Task prompt: Check each line of the material for the string "parse", and copy the lines that have it.

Dataset records:
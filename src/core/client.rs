//! PetFriends async HTTP client
//!
//! This module provides an async HTTP client for the PetFriends pet-catalog
//! REST API. Each public method maps to exactly one remote endpoint: URL
//! assembly, header construction, and status/JSON pass-through only, no
//! retries or local state.

use crate::core::constants::{form, header};
use crate::models::auth::ApiKey;
use crate::models::pet::{Pet, PetList, PetPhoto};
use reqwest::multipart::{Form, Part};
use reqwest::{Client, RequestBuilder, Response};
use serde::de::DeserializeOwned;
use std::time::Duration;
use tracing::debug;

/// Error types that can occur during PetFriends API interactions
///
/// Non-success HTTP statuses are mapped to variants carrying the status and
/// the response body text, so callers can assert on the exact status the
/// service returned.
#[derive(Debug, thiserror::Error)]
pub enum PetApiError {
    #[error("Bad request: {0}")]
    BadRequest(String),

    #[error("Access forbidden: {0}")]
    Forbidden(String),

    #[error("API error (status {status}): {message}")]
    ApiError { status: u16, message: String },

    #[error("Unexpected error: {0}")]
    Unexpected(String),
}

impl PetApiError {
    fn from_status(status: u16, message: String) -> Self {
        match status {
            400 => PetApiError::BadRequest(message),
            403 => PetApiError::Forbidden(message),
            _ => PetApiError::ApiError { status, message },
        }
    }

    /// HTTP status the service answered with, if the request got that far
    pub fn status(&self) -> Option<u16> {
        match self {
            PetApiError::BadRequest(_) => Some(400),
            PetApiError::Forbidden(_) => Some(403),
            PetApiError::ApiError { status, .. } => Some(*status),
            PetApiError::Unexpected(_) => None,
        }
    }
}

/// Async client for the PetFriends API
pub struct PetFriendsClient {
    client: Client,
    base_url: String,
}

impl PetFriendsClient {
    /// Create a new PetFriends client
    ///
    /// # Arguments
    ///
    /// * `base_url` - Service base URL, e.g. `https://petfriends.skillfactory.ru`
    /// * `timeout` - Request timeout in seconds
    pub fn new(base_url: impl Into<String>, timeout: u64) -> Self {
        let client = Client::builder()
            .timeout(Duration::from_secs(timeout))
            .build()
            .expect("Failed to create HTTP client");

        let mut base_url = base_url.into();
        while base_url.ends_with('/') {
            base_url.pop();
        }

        Self { client, base_url }
    }

    /// Request an API key for an account
    ///
    /// GET `/api/key` with the email and password passed as request headers.
    ///
    /// # Errors
    ///
    /// Returns [`PetApiError::Forbidden`] when the service rejects the
    /// credentials (it answers 403 for unknown accounts).
    pub async fn get_api_key(&self, email: &str, password: &str) -> Result<ApiKey, PetApiError> {
        debug!("Requesting API key for {}", email);

        let request = self
            .client
            .get(self.url("/api/key"))
            .header(header::EMAIL, email)
            .header(header::PASSWORD, password);

        Self::send_json(request).await
    }

    /// List pets visible to the given key
    ///
    /// GET `/api/pets?filter=` where `filter` is empty (the whole catalog)
    /// or `my_pets` (pets owned by the key's account). The service sends the
    /// parameter back as a 400 for anything else.
    pub async fn list_pets(
        &self,
        auth_key: &ApiKey,
        filter: &str,
    ) -> Result<PetList, PetApiError> {
        let request = self
            .client
            .get(self.url("/api/pets"))
            .query(&[("filter", filter)])
            .header(header::AUTH_KEY, &auth_key.key);

        Self::send_json(request).await
    }

    /// Add a new pet with a photo
    ///
    /// POST `/api/pets` as multipart/form-data: text parts for name, animal
    /// type, and age plus the photo file part.
    pub async fn add_pet(
        &self,
        auth_key: &ApiKey,
        name: &str,
        animal_type: &str,
        age: &str,
        photo: PetPhoto,
    ) -> Result<Pet, PetApiError> {
        debug!("Adding pet {} ({})", name, animal_type);

        let form = Form::new()
            .text(form::NAME, name.to_string())
            .text(form::ANIMAL_TYPE, animal_type.to_string())
            .text(form::AGE, age.to_string())
            .part(form::PET_PHOTO, Self::photo_part(photo)?);

        let request = self
            .client
            .post(self.url("/api/pets"))
            .header(header::AUTH_KEY, &auth_key.key)
            .multipart(form);

        Self::send_json(request).await
    }

    /// Add a new pet without a photo
    ///
    /// POST `/api/create_pet_simple` with plain form fields. The photo can
    /// be attached later with [`Self::set_pet_photo`].
    pub async fn add_pet_without_photo(
        &self,
        auth_key: &ApiKey,
        name: &str,
        animal_type: &str,
        age: &str,
    ) -> Result<Pet, PetApiError> {
        let request = self
            .client
            .post(self.url("/api/create_pet_simple"))
            .header(header::AUTH_KEY, &auth_key.key)
            .form(&[
                (form::NAME, name),
                (form::ANIMAL_TYPE, animal_type),
                (form::AGE, age),
            ]);

        Self::send_json(request).await
    }

    /// Attach or replace the photo of an existing pet
    ///
    /// POST `/api/pets/set_photo/{pet_id}` with a multipart photo part.
    pub async fn set_pet_photo(
        &self,
        auth_key: &ApiKey,
        pet_id: &str,
        photo: PetPhoto,
    ) -> Result<Pet, PetApiError> {
        let form = Form::new().part(form::PET_PHOTO, Self::photo_part(photo)?);

        let request = self
            .client
            .post(self.url(&format!("/api/pets/set_photo/{}", pet_id)))
            .header(header::AUTH_KEY, &auth_key.key)
            .multipart(form);

        Self::send_json(request).await
    }

    /// Update name, animal type, and age of an existing pet
    ///
    /// PUT `/api/pets/{pet_id}` with plain form fields.
    pub async fn update_pet(
        &self,
        auth_key: &ApiKey,
        pet_id: &str,
        name: &str,
        animal_type: &str,
        age: &str,
    ) -> Result<Pet, PetApiError> {
        let request = self
            .client
            .put(self.url(&format!("/api/pets/{}", pet_id)))
            .header(header::AUTH_KEY, &auth_key.key)
            .form(&[
                (form::NAME, name),
                (form::ANIMAL_TYPE, animal_type),
                (form::AGE, age),
            ]);

        Self::send_json(request).await
    }

    /// Delete a pet by id
    ///
    /// DELETE `/api/pets/{pet_id}`. The response body is ignored; only the
    /// status matters.
    pub async fn delete_pet(&self, auth_key: &ApiKey, pet_id: &str) -> Result<(), PetApiError> {
        let request = self
            .client
            .delete(self.url(&format!("/api/pets/{}", pet_id)))
            .header(header::AUTH_KEY, &auth_key.key);

        Self::send(request).await.map(|_| ())
    }

    /// Assemble a full URL for an endpoint path
    fn url(&self, path: &str) -> String {
        format!("{}{}", self.base_url, path)
    }

    /// Convert a photo into a multipart file part
    fn photo_part(photo: PetPhoto) -> Result<Part, PetApiError> {
        Part::bytes(photo.bytes)
            .file_name(photo.file_name)
            .mime_str(&photo.mime_type)
            .map_err(|e| PetApiError::Unexpected(format!("Invalid photo MIME type: {}", e)))
    }

    /// Send a request and parse the JSON body on success
    async fn send_json<T: DeserializeOwned>(request: RequestBuilder) -> Result<T, PetApiError> {
        let response = Self::send(request).await?;

        response
            .json()
            .await
            .map_err(|e| PetApiError::Unexpected(format!("Failed to parse response: {}", e)))
    }

    /// Send a request and map non-success statuses to errors carrying
    /// status and body text
    ///
    /// Every request goes through here, so every request announces that it
    /// expects JSON back.
    async fn send(request: RequestBuilder) -> Result<Response, PetApiError> {
        let response = request
            .header(reqwest::header::ACCEPT, "application/json")
            .send()
            .await
            .map_err(|e| PetApiError::Unexpected(e.to_string()))?;

        let status = response.status();

        if !status.is_success() {
            let error_text = response
                .text()
                .await
                .unwrap_or_else(|_| "Unknown error".to_string());
            return Err(PetApiError::from_status(status.as_u16(), error_text));
        }

        Ok(response)
    }
}

#[cfg(test)]
mod tests {
    use super::*;

    #[test]
    fn test_base_url_trailing_slash_stripped() {
        let client = PetFriendsClient::new("https://petfriends.example.org/", 5);
        assert_eq!(
            client.url("/api/key"),
            "https://petfriends.example.org/api/key"
        );
    }

    #[test]
    fn test_error_mapping_by_status() {
        assert!(matches!(
            PetApiError::from_status(403, "nope".to_string()),
            PetApiError::Forbidden(_)
        ));
        assert!(matches!(
            PetApiError::from_status(400, "bad".to_string()),
            PetApiError::BadRequest(_)
        ));
        assert!(matches!(
            PetApiError::from_status(500, "boom".to_string()),
            PetApiError::ApiError { status: 500, .. }
        ));
    }

    #[test]
    fn test_error_status_roundtrip() {
        let err = PetApiError::from_status(404, "missing".to_string());
        assert_eq!(err.status(), Some(404));
        assert_eq!(PetApiError::Unexpected("io".to_string()).status(), None);
    }
}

Problem solution:
    /// Send a request and parse the JSON body on success
            .map_err(|e| PetApiError::Unexpected(format!("Failed to parse response: {}", e)))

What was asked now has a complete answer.